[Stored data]

'''

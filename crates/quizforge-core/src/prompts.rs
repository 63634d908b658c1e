//! Prompt templates for the two pipeline stages.
//!
//! Both stages are plain text interpolation; there is no template engine.
//! The generation prompt embeds the format exemplar verbatim so the model
//! mirrors its shape.

use crate::model::{QuizArtifact, QuizRequest};

/// System prompt for the generation stage.
pub const GENERATION_SYSTEM_PROMPT: &str = "You are an expert MCQ maker. Respond ONLY with the quiz as a JSON object shaped like the exemplar. Do not add prose before or after the JSON.";

/// System prompt for the review stage.
pub const REVIEW_SYSTEM_PROMPT: &str = "You are an expert English grammarian and writer who reviews quizzes for difficulty and fit to their audience.";

/// Render the stage-1 prompt: quiz generation from source text.
///
/// The contract stated here (exactly `question_count` non-repeating
/// questions conforming to the text) is advisory; nothing verifies the
/// model honored it.
pub fn render_generation_prompt(request: &QuizRequest) -> String {
    format!(
        "Text: {text}\n\
         You are an expert MCQ maker. Given the above text, it is your job to \
         create a quiz of {number} multiple choice questions for {subject} \
         students in {tone} tone.\n\
         Make sure the questions are not repeated and check all the questions \
         to be conforming to the text as well.\n\
         Make sure to format your response exactly like RESPONSE_JSON below and \
         use it as a guide. Ensure to make {number} MCQs.\n\
         ### RESPONSE_JSON\n\
         {response_json}\n",
        text = request.source_text,
        number = request.question_count,
        subject = request.subject,
        tone = request.tone,
        response_json = request.format_template.to_prompt_json(),
    )
}

/// Render the stage-2 prompt: review of the generated quiz.
///
/// Taking `&QuizArtifact` makes the stage-2-needs-stage-1 dependency a
/// type-level contract rather than an ordering convention.
pub fn render_review_prompt(subject: &str, quiz: &QuizArtifact) -> String {
    format!(
        "You are an expert English grammarian and writer. Given a multiple \
         choice quiz for {subject} students, you need to evaluate the \
         complexity of the questions and give a complete analysis of the quiz. \
         Only use at most 50 words for the complexity analysis.\n\
         If the quiz is not up to par with the cognitive and analytical \
         abilities of the students, update the quiz questions that need to be \
         changed and change the tone such that it perfectly fits the students' \
         abilities.\n\
         Quiz_MCQs:\n\
         {quiz}\n\
         \n\
         Check from an expert English writer of the above quiz:\n",
        subject = subject,
        quiz = quiz.text,
    )
}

'''

How to complete this task:
For this exercise, output the records in full, exactly.

Exercise output:
filename crates/quizforge-core/src/prompts.rs
repository 63634d908b658c1e
//! Prompt templates for the two pipeline stages.
//!
//! Both stages are plain text interpolation; there is no template engine.
//! The generation prompt embeds the format exemplar verbatim so the model
//! mirrors its shape.

use crate::model::{QuizArtifact, QuizRequest};

/// System prompt for the generation stage.
pub const GENERATION_SYSTEM_PROMPT: &str = "You are an expert MCQ maker. Respond ONLY with the quiz as a JSON object shaped like the exemplar. Do not add prose before or after the JSON.";

/// System prompt for the review stage.
pub const REVIEW_SYSTEM_PROMPT: &str = "You are an expert English grammarian and writer who reviews quizzes for difficulty and fit to their audience.";

/// Render the stage-1 prompt: quiz generation from source text.
///
/// The contract stated here (exactly `question_count` non-repeating
/// questions conforming to the text) is advisory; nothing verifies the
/// model honored it.
pub fn render_generation_prompt(request: &QuizRequest) -> String {
    format!(
        "Text: {text}\n\
         You are an expert MCQ maker. Given the above text, it is your job to \
         create a quiz of {number} multiple choice questions for {subject} \
         students in {tone} tone.\n\
         Make sure the questions are not repeated and check all the questions \
         to be conforming to the text as well.\n\
         Make sure to format your response exactly like RESPONSE_JSON below and \
         use it as a guide. Ensure to make {number} MCQs.\n\
         ### RESPONSE_JSON\n\
         {response_json}\n",
        text = request.source_text,
        number = request.question_count,
        subject = request.subject,
        tone = request.tone,
        response_json = request.format_template.to_prompt_json(),
    )
}

/// Render the stage-2 prompt: review of the generated quiz.
///
/// Taking `&QuizArtifact` makes the stage-2-needs-stage-1 dependency a
/// type-level contract rather than an ordering convention.
pub fn render_review_prompt(subject: &str, quiz: &QuizArtifact) -> String {
    format!(
        "You are an expert English grammarian and writer. Given a multiple \
         choice quiz for {subject} students, you need to evaluate the \
         complexity of the questions and give a complete analysis of the quiz. \
         Only use at most 50 words for the complexity analysis.\n\
         If the quiz is not up to par with the cognitive and analytical \
         abilities of the students, update the quiz questions that need to be \
         changed and change the tone such that it perfectly fits the students' \
         abilities.\n\
         Quiz_MCQs:\n\
         {quiz}\n\
         \n\
         Check from an expert English writer of the above quiz:\n",
        subject = subject,
        quiz = quiz.text,
    )
}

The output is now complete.